§ **INPUT DATA**
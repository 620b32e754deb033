//! Likelihood engine configuration.

use crate::migration::{Migration, apply_migrations};
use ns_core::{DataType, Error, Result};
use ns_propagator::{DatasetConfig, ParameterInjection};
use serde::{Deserialize, Serialize};
use serde_json::Value;

/// Default joint-probability tag.
pub const DEFAULT_JOINT_PROBABILITY: &str = "PoissonLLH";

fn default_true() -> bool {
    true
}

fn default_history() -> usize {
    256
}

fn default_tag() -> String {
    DEFAULT_JOINT_PROBABILITY.to_string()
}

/// `jointProbabilityConfig` block: a type tag plus strategy options.
#[derive(Debug, Clone, PartialEq, Serialize, Deserialize)]
pub struct JointProbabilityConfig {
    /// Strategy tag
    #[serde(rename = "type", default = "default_tag")]
    pub type_tag: String,
    /// Remaining keys, handed to the strategy factory.
    #[serde(flatten)]
    pub options: serde_json::Map<String, Value>,
}

impl Default for JointProbabilityConfig {
    fn default() -> Self {
        Self { type_tag: default_tag(), options: serde_json::Map::new() }
    }
}

impl JointProbabilityConfig {
    /// Options as a JSON object.
    pub fn options_value(&self) -> Value {
        Value::Object(self.options.clone())
    }
}

/// Engine document.
#[derive(Debug, Clone, Serialize, Deserialize)]
#[serde(rename_all = "camelCase")]
pub struct LikelihoodConfig {
    /// Model propagator configuration.
    pub propagator_config: Value,
    /// Datasets
    #[serde(default)]
    pub data_set_list: Vec<DatasetConfig>,
    /// Legacy dataset manager block; its `dataSetList` is used when the top-level one is empty.
    #[serde(default, alias = "dataSetManagerConfig")]
    pub dataset_manager_config: Option<Value>,
    /// Statistical term
    #[serde(default)]
    pub joint_probability_config: JointProbabilityConfig,
    /// Throw parameters on the model before copying it as toy data.
    #[serde(default)]
    pub throw_asimov_fit_parameters: bool,
    /// Statistical throws in toy mode.
    #[serde(default = "default_true")]
    pub enable_stat_throw_in_toys: bool,
    /// Gaussian instead of Poisson bin throws.
    #[serde(default)]
    pub gauss_stat_throw_in_toys: bool,
    /// Per-event MC statistical throw before the bin throw.
    #[serde(default = "default_true")]
    pub enable_event_mc_throw: bool,
    /// Forwarded verbatim to the plot generator.
    #[serde(default)]
    pub plot_generator_config: Option<Value>,
    /// Data side
    #[serde(default)]
    pub data_type: DataType,
    /// Copy the model as data whatever the data type.
    #[serde(default)]
    pub force_asimov_data: bool,
    /// Fixed toy parameters, used instead of a random throw.
    #[serde(default)]
    pub toy_parameter_injector: Option<ParameterInjection>,
    /// Minimizer works in `(x - prior) / sigma` units.
    #[serde(default)]
    pub use_normalized_fit_space: bool,
    /// Capacity of the convergence monitor history.
    #[serde(default = "default_history")]
    pub monitor_history_size: usize,
    /// Minimum version required by the document.
    #[serde(default, alias = "minGundamVersion")]
    pub min_version: Option<String>,
}

impl LikelihoodConfig {
    /// Relocate deprecated keys, then parse.
    pub fn from_value(document: &Value) -> Result<Self> {
        Self::from_value_with_migrations(document).map(|(cfg, _)| cfg)
    }

    /// Same as [`LikelihoodConfig::from_value`], also returning the relocations applied.
    pub fn from_value_with_migrations(
        document: &Value,
    ) -> Result<(Self, Vec<&'static Migration>)> {
        if !document.is_object() {
            return Err(Error::Config("likelihood configuration must be an object".into()));
        }
        let mut doc = document.clone();
        let applied = apply_migrations(&mut doc);
        if doc.get("propagatorConfig").is_none() {
            return Err(Error::Config("missing \"propagatorConfig\"".into()));
        }

        let mut cfg: LikelihoodConfig = serde_json::from_value(doc)
            .map_err(|e| Error::Config(format!("invalid likelihood config: {e}")))?;

        if cfg.data_set_list.is_empty()
            && let Some(list) = cfg.dataset_manager_config.as_ref().and_then(|m| m.get("dataSetList"))
        {
            cfg.data_set_list = serde_json::from_value(list.clone())
                .map_err(|e| Error::Config(format!("invalid dataSetManagerConfig/dataSetList: {e}")))?;
        }

        if let Some(min) = &cfg.min_version
            && !ns_core::version::check_min_version(min)?
        {
            return Err(Error::Config(format!(
                "configuration requires version {min}, running {}",
                ns_core::VERSION
            )));
        }
        Ok((cfg, applied))
    }

    /// Plot generator block, forwarded untouched.
    pub fn plot_generator_config(&self) -> Option<&Value> {
        self.plot_generator_config.as_ref()
    }
}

§ **WORK TASK**
Word for word, transcribe each of the entries above.

§ **SOLUTION TO THIS PROBLEM**
repository 620b32e754deb033
//! Likelihood engine configuration.

use crate::migration::{Migration, apply_migrations};
use ns_core::{DataType, Error, Result};
use ns_propagator::{DatasetConfig, ParameterInjection};
use serde::{Deserialize, Serialize};
use serde_json::Value;

/// Default joint-probability tag.
pub const DEFAULT_JOINT_PROBABILITY: &str = "PoissonLLH";

fn default_true() -> bool {
    true
}

fn default_history() -> usize {
    256
}

fn default_tag() -> String {
    DEFAULT_JOINT_PROBABILITY.to_string()
}

/// `jointProbabilityConfig` block: a type tag plus strategy options.
#[derive(Debug, Clone, PartialEq, Serialize, Deserialize)]
pub struct JointProbabilityConfig {
    /// Strategy tag
    #[serde(rename = "type", default = "default_tag")]
    pub type_tag: String,
    /// Remaining keys, handed to the strategy factory.
    #[serde(flatten)]
    pub options: serde_json::Map<String, Value>,
}

impl Default for JointProbabilityConfig {
    fn default() -> Self {
        Self { type_tag: default_tag(), options: serde_json::Map::new() }
    }
}

impl JointProbabilityConfig {
    /// Options as a JSON object.
    pub fn options_value(&self) -> Value {
        Value::Object(self.options.clone())
    }
}

/// Engine document.
#[derive(Debug, Clone, Serialize, Deserialize)]
#[serde(rename_all = "camelCase")]
pub struct LikelihoodConfig {
    /// Model propagator configuration.
    pub propagator_config: Value,
    /// Datasets
    #[serde(default)]
    pub data_set_list: Vec<DatasetConfig>,
    /// Legacy dataset manager block; its `dataSetList` is used when the top-level one is empty.
    #[serde(default, alias = "dataSetManagerConfig")]
    pub dataset_manager_config: Option<Value>,
    /// Statistical term
    #[serde(default)]
    pub joint_probability_config: JointProbabilityConfig,
    /// Throw parameters on the model before copying it as toy data.
    #[serde(default)]
    pub throw_asimov_fit_parameters: bool,
    /// Statistical throws in toy mode.
    #[serde(default = "default_true")]
    pub enable_stat_throw_in_toys: bool,
    /// Gaussian instead of Poisson bin throws.
    #[serde(default)]
    pub gauss_stat_throw_in_toys: bool,
    /// Per-event MC statistical throw before the bin throw.
    #[serde(default = "default_true")]
    pub enable_event_mc_throw: bool,
    /// Forwarded verbatim to the plot generator.
    #[serde(default)]
    pub plot_generator_config: Option<Value>,
    /// Data side
    #[serde(default)]
    pub data_type: DataType,
    /// Copy the model as data whatever the data type.
    #[serde(default)]
    pub force_asimov_data: bool,
    /// Fixed toy parameters, used instead of a random throw.
    #[serde(default)]
    pub toy_parameter_injector: Option<ParameterInjection>,
    /// Minimizer works in `(x - prior) / sigma` units.
    #[serde(default)]
    pub use_normalized_fit_space: bool,
    /// Capacity of the convergence monitor history.
    #[serde(default = "default_history")]
    pub monitor_history_size: usize,
    /// Minimum version required by the document.
    #[serde(default, alias = "minGundamVersion")]
    pub min_version: Option<String>,
}

impl LikelihoodConfig {
    /// Relocate deprecated keys, then parse.
    pub fn from_value(document: &Value) -> Result<Self> {
        Self::from_value_with_migrations(document).map(|(cfg, _)| cfg)
    }

    /// Same as [`LikelihoodConfig::from_value`], also returning the relocations applied.
    pub fn from_value_with_migrations(
        document: &Value,
    ) -> Result<(Self, Vec<&'static Migration>)> {
        if !document.is_object() {
            return Err(Error::Config("likelihood configuration must be an object".into()));
        }
        let mut doc = document.clone();
        let applied = apply_migrations(&mut doc);
        if doc.get("propagatorConfig").is_none() {
            return Err(Error::Config("missing \"propagatorConfig\"".into()));
        }

        let mut cfg: LikelihoodConfig = serde_json::from_value(doc)
            .map_err(|e| Error::Config(format!("invalid likelihood config: {e}")))?;

        if cfg.data_set_list.is_empty()
            && let Some(list) = cfg.dataset_manager_config.as_ref().and_then(|m| m.get("dataSetList"))
        {
            cfg.data_set_list = serde_json::from_value(list.clone())
                .map_err(|e| Error::Config(format!("invalid dataSetManagerConfig/dataSetList: {e}")))?;
        }

        if let Some(min) = &cfg.min_version
            && !ns_core::version::check_min_version(min)?
        {
            return Err(Error::Config(format!(
                "configuration requires version {min}, running {}",
                ns_core::VERSION
            )));
        }
        Ok((cfg, applied))
    }

    /// Plot generator block, forwarded untouched.
    pub fn plot_generator_config(&self) -> Option<&Value> {
        self.plot_generator_config.as_ref()
    }
}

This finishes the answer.